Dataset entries

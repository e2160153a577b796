//! Form configuration: remote endpoints and pipeline mode.

use std::fmt;
use std::str::FromStr;

use serde::{Deserialize, Serialize};

use maskcheck_core::constants::{
    ENV_HTTP_TIMEOUT_SECONDS, ENV_PINATA_GATEWAY_URL, ENV_PIPELINE_MODE, ENV_VALIDATION_BASE_URL,
};
use maskcheck_core::error::{MaskcheckError, Result};
use maskcheck_ipfs::PinataConfig;
use maskcheck_validate::ValidationConfig;

/// How the two role pipelines are scheduled on submit.
#[derive(Clone, Copy, Debug, Default, PartialEq, Eq, Serialize, Deserialize)]
#[serde(rename_all = "lowercase")]
pub enum PipelineMode {
    /// Element first, then certificate. A failed element upload stops the
    /// submission before the certificate is touched.
    #[default]
    Sequential,
    /// Both roles run at once and are joined at the end. A failed upload
    /// only affects its own role.
    Concurrent,
}

impl fmt::Display for PipelineMode {
    fn fmt(&self, f: &mut fmt::Formatter<'_>) -> fmt::Result {
        match self {
            PipelineMode::Concurrent => f.write_str("concurrent"),
            PipelineMode::Sequential => f.write_str("sequential"),
        }
    }
}

impl FromStr for PipelineMode {
    type Err = MaskcheckError;

    fn from_str(s: &str) -> Result<Self> {
        match s.trim().to_ascii_lowercase().as_str() {
            "concurrent" => Ok(PipelineMode::Concurrent),
            "sequential" => Ok(PipelineMode::Sequential),
            other => Err(MaskcheckError::ConfigError(format!(
                "unknown pipeline mode '{}' (expected concurrent or sequential)",
                other
            ))),
        }
    }
}

/// Everything needed to build a [`crate::ValidationForm`] against real services.
#[derive(Clone, Debug, Default, Serialize, Deserialize)]
pub struct FormConfig {
    /// Pinning service settings
    pub pinata: PinataConfig,
    /// Validation backend settings
    pub validation: ValidationConfig,
    /// Pipeline scheduling
    pub mode: PipelineMode,
}

impl FormConfig {
    /// Loads `.env` (if present) and reads overrides from the environment.
    ///
    /// Pinata credentials are left unset here; the client reads them from
    /// the environment on every upload.
    pub fn from_env() -> Result<Self> {
        let _ = dotenvy::dotenv();
        Self::from_lookup(|name| std::env::var(name).ok())
    }

    fn from_lookup<F>(lookup: F) -> Result<Self>
    where
        F: Fn(&str) -> Option<String>,
    {
        let mut config = Self::default();

        if let Some(gateway) = lookup(ENV_PINATA_GATEWAY_URL) {
            config.pinata.gateway_url = gateway;
        }
        if let Some(base) = lookup(ENV_VALIDATION_BASE_URL) {
            config.validation.base_url = base;
        }
        if let Some(raw) = lookup(ENV_HTTP_TIMEOUT_SECONDS) {
            let seconds: u64 = raw.trim().parse().map_err(|_| {
                MaskcheckError::ConfigError(format!(
                    "{} must be a whole number of seconds, got '{}'",
                    ENV_HTTP_TIMEOUT_SECONDS, raw
                ))
            })?;
            config.pinata.timeout_seconds = seconds;
            config.validation.timeout_seconds = seconds;
        }
        if let Some(mode) = lookup(ENV_PIPELINE_MODE) {
            config.mode = mode.parse()?;
        }

        Ok(config)
    }

    /// Sets the pipeline mode.
    pub fn with_mode(mut self, mode: PipelineMode) -> Self {
        self.mode = mode;
        self
    }
}

#[cfg(test)]
mod tests {
    use super::*;
    use std::collections::HashMap;

    use maskcheck_core::constants::{DEFAULT_TIMEOUT_SECONDS, PINATA_GATEWAY_URL};

    fn lookup_in(env: HashMap<&'static str, &'static str>) -> impl Fn(&str) -> Option<String> {
        move |name| env.get(name).map(|v| v.to_string())
    }

    #[test]
    fn test_defaults() {
        let config = FormConfig::from_lookup(|_| None).unwrap();
        assert_eq!(config.mode, PipelineMode::Sequential);
        assert_eq!(config.pinata.gateway_url, PINATA_GATEWAY_URL);
        assert_eq!(config.validation.timeout_seconds, DEFAULT_TIMEOUT_SECONDS);
        assert!(config.pinata.api_key.is_none());
    }

    #[test]
    fn test_overrides() {
        let env = HashMap::from([
            (ENV_PINATA_GATEWAY_URL, "https://my.mypinata.cloud"),
            (ENV_VALIDATION_BASE_URL, "https://app.example.com"),
            (ENV_HTTP_TIMEOUT_SECONDS, "5"),
            (ENV_PIPELINE_MODE, "Concurrent"),
        ]);
        let config = FormConfig::from_lookup(lookup_in(env)).unwrap();
        assert_eq!(config.pinata.gateway_url, "https://my.mypinata.cloud");
        assert_eq!(config.validation.base_url, "https://app.example.com");
        assert_eq!(config.pinata.timeout_seconds, 5);
        assert_eq!(config.validation.timeout_seconds, 5);
        assert_eq!(config.mode, PipelineMode::Concurrent);
    }

    #[test]
    fn test_bad_timeout() {
        let env = HashMap::from([(ENV_HTTP_TIMEOUT_SECONDS, "soon")]);
        let err = FormConfig::from_lookup(lookup_in(env)).unwrap_err();
        assert!(matches!(err, MaskcheckError::ConfigError(_)));
    }

    #[test]
    fn test_mode_parse() {
        assert_eq!("concurrent".parse::<PipelineMode>().unwrap(), PipelineMode::Concurrent);
        assert!("parallel".parse::<PipelineMode>().is_err());
        assert_eq!(PipelineMode::Sequential.to_string(), "sequential");
    }
}
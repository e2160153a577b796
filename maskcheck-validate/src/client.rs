//! Validation backend client.

use std::time::Duration;

use async_trait::async_trait;
use serde::{Deserialize, Serialize};
use tracing::{debug, instrument, warn};
use url::Url;

use maskcheck_core::constants::{
    DEFAULT_TIMEOUT_SECONDS, DEFAULT_VALIDATION_BASE_URL, VALIDATION_ROUTE,
};
use maskcheck_core::error::{MaskcheckError, Result};
use maskcheck_core::traits::LinkValidator;
use maskcheck_core::types::ValidatedLink;

/// Validation client configuration.
#[derive(Clone, Debug, Serialize, Deserialize)]
pub struct ValidationConfig {
    /// Backend origin (e.g. "http://localhost:3000")
    pub base_url: String,
    /// Request timeout in seconds
    pub timeout_seconds: u64,
}

impl Default for ValidationConfig {
    fn default() -> Self {
        Self {
            base_url: DEFAULT_VALIDATION_BASE_URL.into(),
            timeout_seconds: DEFAULT_TIMEOUT_SECONDS,
        }
    }
}

impl ValidationConfig {
    /// Creates a config for the given backend origin.
    pub fn new(base_url: impl Into<String>) -> Self {
        Self {
            base_url: base_url.into(),
            ..Default::default()
        }
    }

    /// Full URL of the validation route.
    pub fn endpoint(&self) -> Result<Url> {
        let invalid = |reason: String| MaskcheckError::InvalidUrl {
            url: self.base_url.clone(),
            reason,
        };
        let base = Url::parse(&self.base_url).map_err(|e| invalid(e.to_string()))?;
        if base.cannot_be_a_base() {
            return Err(invalid("cannot be used as a base".into()));
        }
        base.join(VALIDATION_ROUTE).map_err(|e| invalid(e.to_string()))
    }
}

#[derive(Serialize)]
struct ValidateRequest<'a> {
    link: &'a str,
}

/// Client for `POST /api/validategetlink`.
pub struct ValidationClient {
    endpoint: Url,
    http_client: reqwest::Client,
}

impl ValidationClient {
    /// Creates a client against the default local backend.
    pub fn new() -> Result<Self> {
        Self::with_config(ValidationConfig::default())
    }

    /// Creates a client with custom configuration.
    pub fn with_config(config: ValidationConfig) -> Result<Self> {
        let endpoint = config.endpoint()?;
        let http_client = reqwest::Client::builder()
            .timeout(Duration::from_secs(config.timeout_seconds))
            .build()
            .map_err(|e| MaskcheckError::ConfigError(format!("HTTP client: {}", e)))?;

        Ok(Self {
            endpoint,
            http_client,
        })
    }

    /// The resolved route URL.
    pub fn endpoint(&self) -> &Url {
        &self.endpoint
    }

    /// Sends `link` to the backend for validation.
    #[instrument(skip(self))]
    pub async fn validate(&self, link: &str) -> Result<ValidatedLink> {
        let response = self
            .http_client
            .post(self.endpoint.clone())
            .header("Content-Type", "application/json")
            .json(&ValidateRequest { link })
            .send()
            .await
            .map_err(|e| {
                if e.is_timeout() {
                    MaskcheckError::ConnectionTimeout(e.to_string())
                } else {
                    MaskcheckError::HttpError(e.to_string())
                }
            })?;

        let status = response.status();
        if !status.is_success() {
            let text = response.text().await.unwrap_or_default();
            warn!(%status, "Validation route rejected link");
            return Err(MaskcheckError::ValidationFailed(format!(
                "status {}: {}",
                status, text
            )));
        }

        let validated: ValidatedLink = response
            .json()
            .await
            .map_err(|e| MaskcheckError::ValidationFailed(format!("unreadable response: {}", e)))?;

        debug!(username = %validated.username, "Link validated");
        Ok(validated)
    }
}

#[async_trait]
impl LinkValidator for ValidationClient {
    async fn validate_link(&self, link: &str) -> Result<ValidatedLink> {
        self.validate(link).await
    }
}

#[cfg(test)]
mod tests {
    use super::*;
    use serde_json::json;
    use wiremock::matchers::{body_json, header, method, path};
    use wiremock::{Mock, MockServer, ResponseTemplate};

    const LINK: &str = "https://gateway.pinata.cloud/ipfs/Qm123";

    fn client_for(server: &MockServer) -> ValidationClient {
        ValidationClient::with_config(ValidationConfig::new(server.uri())).unwrap()
    }

    #[test]
    fn test_endpoint_join() {
        let config = ValidationConfig::new("http://localhost:3000");
        assert_eq!(
            config.endpoint().unwrap().as_str(),
            "http://localhost:3000/api/validategetlink"
        );

        // Route is absolute, so a path on the base is replaced
        let config = ValidationConfig::new("https://example.com/app/");
        assert_eq!(
            config.endpoint().unwrap().as_str(),
            "https://example.com/api/validategetlink"
        );
    }

    #[test]
    fn test_endpoint_invalid_base() {
        let err = ValidationConfig::new("not a url").endpoint().unwrap_err();
        assert!(matches!(err, MaskcheckError::InvalidUrl { .. }));

        let err = ValidationConfig::new("mailto:a@b.c").endpoint().unwrap_err();
        assert!(matches!(err, MaskcheckError::InvalidUrl { .. }));
    }

    #[tokio::test]
    async fn test_validate_success() {
        let server = MockServer::start().await;
        Mock::given(method("POST"))
            .and(path("/api/validategetlink"))
            .and(header("content-type", "application/json"))
            .and(body_json(json!({ "link": LINK })))
            .respond_with(ResponseTemplate::new(200).set_body_json(json!({
                "link": LINK,
                "username": "ada"
            })))
            .expect(1)
            .mount(&server)
            .await;

        let validated = client_for(&server).validate(LINK).await.unwrap();
        assert_eq!(validated.link, LINK);
        assert_eq!(validated.username, "ada");
    }

    #[tokio::test]
    async fn test_validate_non_success_status() {
        let server = MockServer::start().await;
        Mock::given(method("POST"))
            .and(path("/api/validategetlink"))
            .respond_with(ResponseTemplate::new(404))
            .mount(&server)
            .await;

        let err = client_for(&server).validate(LINK).await.unwrap_err();
        assert!(matches!(err, MaskcheckError::ValidationFailed(ref m) if m.contains("404")));
    }

    #[tokio::test]
    async fn test_validate_missing_fields() {
        let server = MockServer::start().await;
        Mock::given(method("POST"))
            .and(path("/api/validategetlink"))
            .respond_with(ResponseTemplate::new(200).set_body_json(json!({ "link": LINK })))
            .mount(&server)
            .await;

        let err = client_for(&server).validate(LINK).await.unwrap_err();
        assert!(matches!(err, MaskcheckError::ValidationFailed(_)));
    }

    #[tokio::test]
    async fn test_validate_unreachable_backend() {
        // Port 9 (discard) is not listening in test environments
        let client =
            ValidationClient::with_config(ValidationConfig::new("http://127.0.0.1:9")).unwrap();
        let err = client.validate(LINK).await.unwrap_err();
        assert!(err.is_network_error());
    }

    #[test]
    fn test_request_body_shape() {
        let body = serde_json::to_value(ValidateRequest { link: LINK }).unwrap();
        assert_eq!(body, json!({ "link": LINK }));
    }
}
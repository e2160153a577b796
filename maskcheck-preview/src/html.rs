//! Preview markup.
//!
//! Renders the same elements a browser form would show: an `<img>`,
//! `<iframe>`, `<video>` or `<audio>` depending on the type filter, plus the
//! result banner.

use maskcheck_core::types::{PreviewKind, TypeFilter};

/// One preview block on the page.
#[derive(Clone, Debug)]
pub struct PreviewSection {
    /// Heading above the preview (e.g. "Preview:")
    pub heading: String,
    /// Filter the file was picked under
    pub filter: TypeFilter,
    /// Data URL; sections with an empty URL are skipped
    pub data_url: String,
}

/// Renders the inline element for one preview.
///
/// Returns `None` when there is nothing to show.
pub fn render_preview(filter: TypeFilter, data_url: &str) -> Option<String> {
    if data_url.is_empty() {
        return None;
    }
    let src = escape(data_url);
    let markup = match filter.preview_kind()? {
        PreviewKind::Image => format!(r#"<img src="{}" alt="Preview">"#, src),
        PreviewKind::Pdf => format!(r#"<iframe src="{}" title="PDF Preview"></iframe>"#, src),
        PreviewKind::Video => format!(r#"<video src="{}" controls></video>"#, src),
        PreviewKind::Audio => format!(r#"<audio src="{}" controls></audio>"#, src),
    };
    Some(markup)
}

/// Renders a standalone page with all previews and banner lines.
pub fn render_page(title: &str, sections: &[PreviewSection], banner: &[String]) -> String {
    let mut body = String::new();

    for section in sections {
        if let Some(element) = render_preview(section.filter, &section.data_url) {
            body.push_str(&format!(
                "<section>\n<h3>{}</h3>\n{}\n</section>\n",
                escape(&section.heading),
                element
            ));
        }
    }

    for line in banner.iter().filter(|l| !l.is_empty()) {
        body.push_str(&format!("<div class=\"banner\">{}</div>\n", escape(line)));
    }

    format!(
        "<!DOCTYPE html>\n<html>\n<head>\n<meta charset=\"utf-8\">\n<title>{title}</title>\n\
         <style>{STYLE}</style>\n</head>\n<body>\n<h2>{title}</h2>\n{body}</body>\n</html>\n",
        title = escape(title),
        body = body,
        STYLE = STYLE,
    )
}

const STYLE: &str = "body{font-family:sans-serif;max-width:32rem;margin:2rem auto}\
img,iframe,video,audio{width:100%;max-height:20rem;border:1px solid #ccc}\
.banner{margin-top:1.5rem;padding:1rem;background:#dcfce7;border:1px solid #4ade80}";

fn escape(s: &str) -> String {
    let mut out = String::with_capacity(s.len());
    for c in s.chars() {
        match c {
            '&' => out.push_str("&amp;"),
            '<' => out.push_str("&lt;"),
            '>' => out.push_str("&gt;"),
            '"' => out.push_str("&quot;"),
            '\'' => out.push_str("&#39;"),
            _ => out.push(c),
        }
    }
    out
}

#[cfg(test)]
mod tests {
    use super::*;
    use test_case::test_case;

    const URL: &str = "data:x/y;base64,AAAA";

    #[test_case(TypeFilter::Image, "<img ")]
    #[test_case(TypeFilter::Pdf, "<iframe ")]
    #[test_case(TypeFilter::Mp4, "<video ")]
    #[test_case(TypeFilter::Mp3, "<audio ")]
    fn test_element_per_filter(filter: TypeFilter, tag: &str) {
        let markup = render_preview(filter, URL).unwrap();
        assert!(markup.starts_with(tag));
        assert!(markup.contains(URL));
    }

    #[test]
    fn test_nothing_for_doc_or_empty() {
        assert!(render_preview(TypeFilter::Doc, URL).is_none());
        assert!(render_preview(TypeFilter::Image, "").is_none());
    }

    #[test]
    fn test_page_escapes_banner() {
        let page = render_page(
            "Validate Masked Element",
            &[PreviewSection {
                heading: "Preview:".into(),
                filter: TypeFilter::Image,
                data_url: URL.into(),
            }],
            &["Validation successful for element! Link: <a>, Username: bob".into()],
        );
        assert!(page.contains("<h3>Preview:</h3>"));
        assert!(page.contains("Link: &lt;a&gt;"));
        assert!(!page.contains("<a>"));
    }

    #[test]
    fn test_page_skips_empty_sections() {
        let page = render_page(
            "t",
            &[PreviewSection {
                heading: "Certificate Preview:".into(),
                filter: TypeFilter::Doc,
                data_url: String::new(),
            }],
            &[],
        );
        assert!(!page.contains("Certificate Preview:"));
        assert!(!page.contains("class=\"banner\""));
    }
}
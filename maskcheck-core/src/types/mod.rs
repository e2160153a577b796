//! Domain types for maskcheck.
//!
//! - [`Role`]: which of the two file slots an action targets
//! - [`TypeFilter`]: the MIME family a slot accepts
//! - [`SelectedFile`]: a file picked for a slot
//! - [`RoleStatus`]: per-role progress through upload and validation
//! - [`Toast`]: a transient notification
//! - [`PinnedFile`] / [`ValidatedLink`]: results of the two remote calls

mod file;
mod filter;
mod outcome;
mod role;
mod status;
mod toast;

pub use file::*;
pub use filter::*;
pub use outcome::*;
pub use role::*;
pub use status::*;
pub use toast::*;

[Aim of the exercise] From the line that has "with custom configuration." through the line that has "impl LinkValidator for", copy every line exactly as it appears above, and leave out all others.

[Answer area]
    /// Creates a client with custom configuration.
    pub fn with_config(config: ValidationConfig) -> Result<Self> {
        let endpoint = config.endpoint()?;
        let http_client = reqwest::Client::builder()
            .timeout(Duration::from_secs(config.timeout_seconds))
            .build()
            .map_err(|e| MaskcheckError::ConfigError(format!("HTTP client: {}", e)))?;

        Ok(Self {
            endpoint,
            http_client,
        })
    }

    /// The resolved route URL.
    pub fn endpoint(&self) -> &Url {
        &self.endpoint
    }

    /// Sends `link` to the backend for validation.
    #[instrument(skip(self))]
    pub async fn validate(&self, link: &str) -> Result<ValidatedLink> {
        let response = self
            .http_client
            .post(self.endpoint.clone())
            .header("Content-Type", "application/json")
            .json(&ValidateRequest { link })
            .send()
            .await
            .map_err(|e| {
                if e.is_timeout() {
                    MaskcheckError::ConnectionTimeout(e.to_string())
                } else {
                    MaskcheckError::HttpError(e.to_string())
                }
            })?;

        let status = response.status();
        if !status.is_success() {
            let text = response.text().await.unwrap_or_default();
            warn!(%status, "Validation route rejected link");
            return Err(MaskcheckError::ValidationFailed(format!(
                "status {}: {}",
                status, text
            )));
        }

        let validated: ValidatedLink = response
            .json()
            .await
            .map_err(|e| MaskcheckError::ValidationFailed(format!("unreadable response: {}", e)))?;

        debug!(username = %validated.username, "Link validated");
        Ok(validated)
    }
}

#[async_trait]
impl LinkValidator for ValidationClient {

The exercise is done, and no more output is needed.